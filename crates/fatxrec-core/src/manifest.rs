//! Scanner hand-off format.
//!
//! The metadata scanner serializes its findings as a JSON manifest:
//! volume geometry plus the recovered entry forest, children nested in
//! on-disk order. Loading a manifest flattens the forest into an
//! [`EntryArena`], which is the engine's working representation.

use std::fs;
use std::path::Path;

use anyhow::{Context, Result};
use chrono::{DateTime, Utc};
use serde::{Deserialize, Serialize};

use crate::entry::{DirectoryEntry, EntryArena, EntryId};
use crate::volume::VolumeGeometry;

/// Root document produced by the metadata scanner.
#[derive(Debug, Clone, Serialize, Deserialize)]
pub struct ScanManifest {
    pub geometry: VolumeGeometry,
    /// Top-level recovered entries, in discovery order.
    pub roots: Vec<ManifestEntry>,
}

/// One recovered entry as serialized by the scanner.
#[derive(Debug, Clone, Serialize, Deserialize)]
pub struct ManifestEntry {
    pub file_name: String,
    pub first_cluster: u32,
    pub discovery_cluster: u32,
    pub file_size: u32,
    pub attributes: u8,
    #[serde(default)]
    pub is_deleted: bool,
    pub creation_time: DateTime<Utc>,
    pub last_write_time: DateTime<Utc>,
    pub last_access_time: DateTime<Utc>,
    #[serde(default)]
    pub children: Vec<ManifestEntry>,
}

impl ScanManifest {
    pub fn load<P: AsRef<Path>>(path: P) -> Result<Self> {
        let path = path.as_ref();
        let text = fs::read_to_string(path)
            .with_context(|| format!("reading scan manifest {}", path.display()))?;
        let manifest: ScanManifest = serde_json::from_str(&text)
            .with_context(|| format!("parsing scan manifest {}", path.display()))?;

        tracing::debug!(roots = manifest.roots.len(), "loaded scan manifest");
        Ok(manifest)
    }

    /// Flatten the forest into an arena, preserving child order and
    /// wiring parent back-references. Returns the arena and the root
    /// entry ids.
    pub fn into_arena(self) -> (EntryArena, Vec<EntryId>) {
        let mut arena = EntryArena::new();
        let roots = self
            .roots
            .into_iter()
            .map(|root| flatten(&mut arena, root, None))
            .collect();
        (arena, roots)
    }
}

fn flatten(arena: &mut EntryArena, node: ManifestEntry, parent: Option<EntryId>) -> EntryId {
    let ManifestEntry {
        file_name,
        first_cluster,
        discovery_cluster,
        file_size,
        attributes,
        is_deleted,
        creation_time,
        last_write_time,
        last_access_time,
        children,
    } = node;

    let id = arena.push(DirectoryEntry {
        file_name,
        first_cluster,
        discovery_cluster,
        file_size,
        attributes,
        is_deleted,
        creation_time,
        last_write_time,
        last_access_time,
        parent,
        children: Vec::new(),
    });

    let child_ids = children
        .into_iter()
        .map(|child| flatten(arena, child, Some(id)))
        .collect();
    arena.set_children(id, child_ids);

    id
}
- - - - -
- _Description of the task_
Find the lines above that contain the string "format" and answer with how many there are, nothing else.

- _Response_
3